Es gab Graupensuppe mit Rindfleisch. Kern löffelte seinen Teller rasch leer. Als er aufschaute, saß der Geiger da, die Hände auf den Tisch gelegt, den Teller unberührt vor sich.
»Essen Sie nicht?«fragte Kern erstaunt.
»Ich kann nicht.«
»Sind Sie krank?«Der Birnenschädel des Geigers sah sehr gelb und farblos aus unter dem kalkigen Licht der schirmlosen Deckenlampen.
»Nein.«
»Sie sollten essen«, sagte Kern.
Der Geiger antwortete nicht. Er zündete sich eine Zigarette an und rauchte hastig. Dann schob er seinen Teller beiseite.»So kann man nicht leben!«stieß er schließlich hervor.
Kern sah ihn an.»Haben Sie keinen Paß?«fragte er.

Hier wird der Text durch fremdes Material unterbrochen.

// ============================================================================
// BizDesk Infrastructure - PostgreSQL Project & Task Repositories
// File: crates/bizdesk-infrastructure/src/database/postgres/project_repo_impl.rs
// ============================================================================

use async_trait::async_trait;
use bizdesk_shared::{Page, Pagination};
use chrono::{DateTime, NaiveDate, Utc};
use sqlx::{FromRow, PgPool};
use uuid::Uuid;

use bizdesk_core::domain::{Project, ProjectStatus, Task, TaskPriority, TaskStatus};
use bizdesk_core::error::DomainError;
use bizdesk_core::repositories::{ProjectRepository, TaskFilter, TaskRepository};

use crate::database::db_error;

pub struct PgProjectRepository {
    pool: PgPool,
}

impl PgProjectRepository {
    pub fn new(pool: PgPool) -> Self {
        Self { pool }
    }
}

#[derive(Debug, FromRow)]
struct ProjectRow {
    id: Uuid,
    tenant_id: Uuid,
    name: String,
    description: Option<String>,
    status: String,
    due_date: Option<NaiveDate>,
    created_at: DateTime<Utc>,
    updated_at: DateTime<Utc>,
    is_deleted: bool,
    deleted_at: Option<DateTime<Utc>>,
}

impl From<ProjectRow> for Project {
    fn from(row: ProjectRow) -> Self {
        Project {
            id: row.id,
            tenant_id: row.tenant_id,
            name: row.name,
            description: row.description,
            status: ProjectStatus::from_str(&row.status).unwrap_or_default(),
            due_date: row.due_date,
            created_at: row.created_at,
            updated_at: row.updated_at,
            is_deleted: row.is_deleted,
            deleted_at: row.deleted_at,
        }
    }
}

const PROJECT_COLUMNS: &str =
    "id, tenant_id, name, description, status, due_date, created_at, updated_at, is_deleted, deleted_at";

#[async_trait]
impl ProjectRepository for PgProjectRepository {
    async fn list(&self, tenant_id: &Uuid, pagination: Pagination) -> Result<Page<Project>, DomainError> {
        let rows: Vec<ProjectRow> = sqlx::query_as(&format!(
            r#"SELECT {} FROM projects WHERE tenant_id = $1 AND NOT is_deleted
               ORDER BY due_date NULLS LAST, name LIMIT $2 OFFSET $3"#,
            PROJECT_COLUMNS
        ))
        .bind(tenant_id)
        .bind(pagination.limit())
        .bind(pagination.offset())
        .fetch_all(&self.pool)
        .await
        .map_err(|e| db_error("project", e))?;

        let total: i64 = sqlx::query_scalar("SELECT COUNT(*) FROM projects WHERE tenant_id = $1 AND NOT is_deleted")
            .bind(tenant_id)
            .fetch_one(&self.pool)
            .await
            .map_err(|e| db_error("project", e))?;

        Ok(Page::new(rows.into_iter().map(Into::into).collect(), pagination, total))
    }

    async fn find_by_id(&self, tenant_id: &Uuid, id: &Uuid) -> Result<Option<Project>, DomainError> {
        let row: Option<ProjectRow> = sqlx::query_as(&format!(
            "SELECT {} FROM projects WHERE tenant_id = $1 AND id = $2 AND NOT is_deleted",
            PROJECT_COLUMNS
        ))
        .bind(tenant_id)
        .bind(id)
        .fetch_optional(&self.pool)
        .await
        .map_err(|e| db_error("project", e))?;

        Ok(row.map(Into::into))
    }

    async fn create(&self, project: &Project) -> Result<Project, DomainError> {
        let row: ProjectRow = sqlx::query_as(&format!(
            r#"
            INSERT INTO projects (id, tenant_id, name, description, status, due_date,
                                  created_at, updated_at, is_deleted, deleted_at)
            VALUES ($1, $2, $3, $4, $5, $6, $7, $8, $9, $10)
            RETURNING {}
            "#,
            PROJECT_COLUMNS
        ))
        .bind(project.id)
        .bind(project.tenant_id)
        .bind(&project.name)
        .bind(&project.description)
        .bind(project.status.as_str())
        .bind(project.due_date)
        .bind(project.created_at)
        .bind(project.updated_at)
        .bind(project.is_deleted)
        .bind(project.deleted_at)
        .fetch_one(&self.pool)
        .await
        .map_err(|e| db_error("project", e))?;

        Ok(row.into())
    }

    async fn update(&self, project: &Project) -> Result<Project, DomainError> {
        let row: Option<ProjectRow> = sqlx::query_as(&format!(
            r#"
            UPDATE projects
            SET name = $3, description = $4, status = $5, due_date = $6,
                updated_at = $7, is_deleted = $8, deleted_at = $9
            WHERE tenant_id = $1 AND id = $2
            RETURNING {}
            "#,
            PROJECT_COLUMNS
        ))
        .bind(project.tenant_id)
        .bind(project.id)
        .bind(&project.name)
        .bind(&project.description)
        .bind(project.status.as_str())
        .bind(project.due_date)
        .bind(project.updated_at)
        .bind(project.is_deleted)
        .bind(project.deleted_at)
        .fetch_optional(&self.pool)
        .await
        .map_err(|e| db_error("project", e))?;

        row.map(Into::into).ok_or_else(|| DomainError::not_found("Project"))
    }

    async fn count_open_tasks(&self, tenant_id: &Uuid, project_id: &Uuid) -> Result<i64, DomainError> {
        sqlx::query_scalar(
            r#"SELECT COUNT(*) FROM tasks
               WHERE tenant_id = $1 AND project_id = $2 AND NOT is_deleted AND status <> 'done'"#,
        )
        .bind(tenant_id)
        .bind(project_id)
        .fetch_one(&self.pool)
        .await
        .map_err(|e| db_error("task", e))
    }
}

// ---------------------------------------------------------------------------
// Tasks
// ---------------------------------------------------------------------------

pub struct PgTaskRepository {
    pool: PgPool,
}

impl PgTaskRepository {
    pub fn new(pool: PgPool) -> Self {
        Self { pool }
    }
}

#[derive(Debug, FromRow)]
struct TaskRow {
    id: Uuid,
    tenant_id: Uuid,
    project_id: Option<Uuid>,
    title: String,
    description: Option<String>,
    assignee_id: Option<Uuid>,
    status: String,
    priority: String,
    due_date: Option<NaiveDate>,
    completed_at: Option<DateTime<Utc>>,
    created_at: DateTime<Utc>,
    updated_at: DateTime<Utc>,
    is_deleted: bool,
    deleted_at: Option<DateTime<Utc>>,
}

impl From<TaskRow> for Task {
    fn from(row: TaskRow) -> Self {
        Task {
            id: row.id,
            tenant_id: row.tenant_id,
            project_id: row.project_id,
            title: row.title,
            description: row.description,
            assignee_id: row.assignee_id,
            status: TaskStatus::from_str(&row.status).unwrap_or_default(),
            priority: TaskPriority::from_str(&row.priority).unwrap_or_default(),
            due_date: row.due_date,
            completed_at: row.completed_at,
            created_at: row.created_at,
            updated_at: row.updated_at,
            is_deleted: row.is_deleted,
            deleted_at: row.deleted_at,
        }
    }
}

const TASK_COLUMNS: &str = r#"id, tenant_id, project_id, title, description, assignee_id, status, priority,
    due_date, completed_at, created_at, updated_at, is_deleted, deleted_at"#;

const TASK_FILTER: &str = r#"
    WHERE tenant_id = $1 AND NOT is_deleted
      AND ($2::uuid IS NULL OR project_id = $2)
      AND ($3::uuid IS NULL OR assignee_id = $3)
      AND ($4::text IS NULL OR status = $4)
"#;

#[async_trait]
impl TaskRepository for PgTaskRepository {
    async fn list(
        &self,
        tenant_id: &Uuid,
        filter: &TaskFilter,
        pagination: Pagination,
    ) -> Result<Page<Task>, DomainError> {
        let status = filter.status.map(|s| s.as_str());

        let rows: Vec<TaskRow> = sqlx::query_as(&format!(
            r#"SELECT {} FROM tasks {}
               ORDER BY CASE priority WHEN 'urgent' THEN 0 WHEN 'high' THEN 1 WHEN 'medium' THEN 2 ELSE 3 END,
                        due_date NULLS LAST, created_at
               LIMIT $5 OFFSET $6"#,
            TASK_COLUMNS, TASK_FILTER
        ))
        .bind(tenant_id)
        .bind(filter.project_id)
        .bind(filter.assignee_id)
        .bind(status)
        .bind(pagination.limit())
        .bind(pagination.offset())
        .fetch_all(&self.pool)
        .await
        .map_err(|e| db_error("task", e))?;

        let total: i64 = sqlx::query_scalar(&format!("SELECT COUNT(*) FROM tasks {}", TASK_FILTER))
            .bind(tenant_id)
            .bind(filter.project_id)
            .bind(filter.assignee_id)
            .bind(status)
            .fetch_one(&self.pool)
            .await
            .map_err(|e| db_error("task", e))?;

        Ok(Page::new(rows.into_iter().map(Into::into).collect(), pagination, total))
    }

    async fn find_by_id(&self, tenant_id: &Uuid, id: &Uuid) -> Result<Option<Task>, DomainError> {
        let row: Option<TaskRow> = sqlx::query_as(&format!(
            "SELECT {} FROM tasks WHERE tenant_id = $1 AND id = $2 AND NOT is_deleted",
            TASK_COLUMNS
        ))
        .bind(tenant_id)
        .bind(id)
        .fetch_optional(&self.pool)
        .await
        .map_err(|e| db_error("task", e))?;

        Ok(row.map(Into::into))
    }

    async fn create(&self, task: &Task) -> Result<Task, DomainError> {
        let row: TaskRow = sqlx::query_as(&format!(
            r#"
            INSERT INTO tasks (
                id, tenant_id, project_id, title, description, assignee_id, status, priority,
                due_date, completed_at, created_at, updated_at, is_deleted, deleted_at
            )
            VALUES ($1, $2, $3, $4, $5, $6, $7, $8, $9, $10, $11, $12, $13, $14)
            RETURNING {}
            "#,
            TASK_COLUMNS
        ))
        .bind(task.id)
        .bind(task.tenant_id)
        .bind(task.project_id)
        .bind(&task.title)
        .bind(&task.description)
        .bind(task.assignee_id)
        .bind(task.status.as_str())
        .bind(task.priority.as_str())
        .bind(task.due_date)
        .bind(task.completed_at)
        .bind(task.created_at)
        .bind(task.updated_at)
        .bind(task.is_deleted)
        .bind(task.deleted_at)
        .fetch_one(&self.pool)
        .await
        .map_err(|e| db_error("task", e))?;

        Ok(row.into())
    }

    async fn update(&self, task: &Task) -> Result<Task, DomainError> {
        let row: Option<TaskRow> = sqlx::query_as(&format!(
            r#"
            UPDATE tasks
            SET project_id = $3, title = $4, description = $5, assignee_id = $6, status = $7,
                priority = $8, due_date = $9, completed_at = $10, updated_at = $11,
                is_deleted = $12, deleted_at = $13
            WHERE tenant_id = $1 AND id = $2
            RETURNING {}
            "#,
            TASK_COLUMNS
        ))
        .bind(task.tenant_id)
        .bind(task.id)
        .bind(task.project_id)
        .bind(&task.title)
        .bind(&task.description)
        .bind(task.assignee_id)
        .bind(task.status.as_str())
        .bind(task.priority.as_str())
        .bind(task.due_date)
        .bind(task.completed_at)
        .bind(task.updated_at)
        .bind(task.is_deleted)
        .bind(task.deleted_at)
        .fetch_optional(&self.pool)
        .await
        .map_err(|e| db_error("task", e))?;

        row.map(Into::into).ok_or_else(|| DomainError::not_found("Task"))
    }
}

»Doch. Aber…«Der Geiger zerdrückte nervös eine Zigarette.»So kann man doch nicht leben! So ohne alles! Ohne Boden unter den Füßen!«
»Mein Gott!«sagte Kern.»Sie haben einen Paß, und Sie haben Ihre Geige…«
Der Geiger blickte auf.»Das hat doch nichts damit zu tun«, erwiderte er gereizt.»Begreifen Sie das nicht?«
»Doch.«
Kern war maßlos enttäuscht. Er hatte geglaubt, wer so spielen konnte, müßte etwas Besonderes sein. Jemand, von dem etwas zu lernen war. Und nun sah er einen verbitterten Menschen da sitzen, der ihm, obwohl er sicher fünfzehn Jahre älter war als er, vorkam wie ein eigensinniges Kind. Erstes Stadium der Emigration, dachte er. Wird schon still werden.
»Essen Sie Ihre Suppe wirklich nicht?«fragte er.